Pur non trattandosi di opere dipinte nello stesso periodo (quella di Sant’Andrea è successiva alla «Pala Barbadori», rimasta invece al Louvre, a seguito delle spoliazioni napoleoniche, a differenza della predella, rientrata in patria), il confronto permette di osservare i diversi registri usati dal pittore, devozionale nella Madonna e narrativo nella predella tripartita. Qui Filippo Lippi pone al centro la scena della morte della Vergine, con l’annuncio dell’angelo che tiene una fiaccola secondo un’iconografia tipica del mondo fiammingo, mentre ai lati sono san Frediano, che devia il corso del Serchio, e sant’Agostino nel suo studio. Ben si osserva il debito di Lippi verso Masaccio, che certo doveva il frate aver ben presente risiedendo nel convento del Carmine. Altre mostre facenti parte dello stesso progetto sono quelle degli «Uffizi diffusi a Pontremoli», nella sede di Palazzo Dosi Magnavacca fino al 31 agosto.

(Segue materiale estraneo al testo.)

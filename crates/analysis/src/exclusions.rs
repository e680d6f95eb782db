//! Partitioning of requested files into eligible and excluded.

use std::path::{Path, PathBuf};

use globset::{Glob, GlobSet, GlobSetBuilder};
use ignore::gitignore::{Gitignore, GitignoreBuilder};
use sonde_primitives::RelPath;

/// Why a file is not analyzed.
#[derive(Debug, Clone, Copy, PartialEq, Eq)]
pub enum ExclusionReason {
	/// Matched a configured exclusion pattern.
	Pattern,
	/// Ignored by version control.
	VcsIgnored,
}

/// Answers whether version control ignores a file.
pub trait IgnoreOracle: Send + Sync {
	fn is_ignored(&self, path: &RelPath) -> bool;
}

/// `.gitignore` rules found at a scope's base directory.
pub struct GitignoreOracle {
	root: PathBuf,
	rules: Gitignore,
}

impl GitignoreOracle {
	/// Reads `<root>/.gitignore` and `<root>/.git/info/exclude`.
	///
	/// Unreadable or malformed files are logged and skipped.
	pub fn load(root: &Path) -> Self {
		let mut builder = GitignoreBuilder::new(root);
		for candidate in [root.join(".gitignore"), root.join(".git").join("info").join("exclude")] {
			if candidate.is_file()
				&& let Some(err) = builder.add(&candidate)
			{
				tracing::warn!(path = %candidate.display(), error = %err, "Skipping unreadable ignore file");
			}
		}
		let rules = builder.build().unwrap_or_else(|err| {
			tracing::warn!(root = %root.display(), error = %err, "Ignoring malformed VCS ignore rules");
			Gitignore::empty()
		});
		Self {
			root: root.to_path_buf(),
			rules,
		}
	}
}

impl IgnoreOracle for GitignoreOracle {
	fn is_ignored(&self, path: &RelPath) -> bool {
		self.rules.matched_path_or_any_parents(self.root.join(path.as_str()), false).is_ignore()
	}
}

/// Exclusion rules of one run.
pub struct Exclusions {
	patterns: GlobSet,
	vcs: Option<Box<dyn IgnoreOracle>>,
}

impl Exclusions {
	/// Compiles `patterns`; invalid globs are logged and skipped.
	pub fn new(patterns: &[String], vcs: Option<Box<dyn IgnoreOracle>>) -> Self {
		Self {
			patterns: compile_globset(patterns),
			vcs,
		}
	}

	pub fn reason(&self, path: &RelPath) -> Option<ExclusionReason> {
		if self.patterns.is_match(path.as_str()) {
			return Some(ExclusionReason::Pattern);
		}
		if self.vcs.as_ref().is_some_and(|vcs| vcs.is_ignored(path)) {
			return Some(ExclusionReason::VcsIgnored);
		}
		None
	}

	/// Splits `items` by whether their path is excluded, keeping order.
	pub fn partition<T>(&self, items: Vec<T>, path: impl Fn(&T) -> &RelPath) -> (Vec<T>, Vec<(T, ExclusionReason)>) {
		let mut eligible = Vec::with_capacity(items.len());
		let mut excluded = Vec::new();
		for item in items {
			match self.reason(path(&item)) {
				Some(reason) => excluded.push((item, reason)),
				None => eligible.push(item),
			}
		}
		(eligible, excluded)
	}
}

/// Compiles glob patterns, skipping invalid ones.
pub(crate) fn compile_globset(patterns: &[String]) -> GlobSet {
	let mut builder = GlobSetBuilder::new();
	for pattern in patterns {
		match Glob::new(pattern) {
			Ok(glob) => {
				builder.add(glob);
			}
			Err(err) => tracing::warn!(pattern = %pattern, error = %err, "Skipping invalid glob pattern"),
		}
	}
	builder.build().unwrap_or_else(|err| {
		tracing::warn!(error = %err, "Glob set failed to build, matching nothing");
		GlobSet::empty()
	})
}
//! Remote server issue facade.

use async_trait::async_trait;
use sonde_primitives::RelPath;
use sonde_tracking::ServerFinding;

use crate::settings::RemoteBinding;

#[derive(Debug, Clone, thiserror::Error)]
pub enum RemoteError {
	#[error("server unreachable: {0}")]
	Unreachable(String),

	#[error("unexpected server response: {0}")]
	Protocol(String),
}

/// Read access to a server's issue and taint records.
#[async_trait]
pub trait RemoteIssues: Send + Sync {
	async fn fetch_issues(
		&self,
		binding: &RemoteBinding,
		branch: &str,
		path: &RelPath,
		include_resolved: bool,
	) -> Result<Vec<ServerFinding>, RemoteError>;

	async fn fetch_taint(
		&self,
		binding: &RemoteBinding,
		branch: &str,
		path: &RelPath,
		include_resolved: bool,
	) -> Result<Vec<ServerFinding>, RemoteError>;
}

Rientra nel programma «Uffizi diffusi» anche «Raffaello, La Madonna del baldacchino. Ritorno in Cattedrale» a Pescia (Pt) fino al 30 luglio. La grande pala, iniziata verso il 1507 per la cappella Dei in Santo Spirito a Firenze ma lasciata incompleta per la repentina partenza di Raffaello per Roma nel 1508, chiamato da Giulio II, subì varie vicende. Dapprima fu acquistata da Baldassarre Turini, un alto prelato amico di Raffaello (poi suo esecutore testamentario) e destinata alla sua cappella funebre nella pieve di Pescia a metà Cinquecento. Nel 1697 il Gran Principe Ferdinando de’ Medici (che la fece restaurare e completare, in alcune parti, dai fratelli Niccolò e Agostino Cassana) la acquistò per mille scudi dai Buonvicini, eredi dell’estinta famiglia Turini per esporla nella sua collezione di Palazzo Pitti a Firenze (dov’è tuttora conservata), causando a Pescia forti proteste.
A seguito delle requisizioni napoleoniche, dal 1799 al 1813 la tavola fu portata anche a Parigi. Dopo oltre trecento anni la «Madonna del Baldacchino» (1507-08) di Raffaello torna finalmente nella Cattedrale di Pescia, la Chiesa dei Santi Maria Assunta e Giovanni Battista, dov’è posta a confronto con la copia commissionata al pittore fiorentino Pier Dandini alla fine del XVII secolo proprio per sostituire la pala originale al momento della sua partenza per Firenze e tuttora posizionata sopra l’altare della Cappella Turini nella Cattedrale.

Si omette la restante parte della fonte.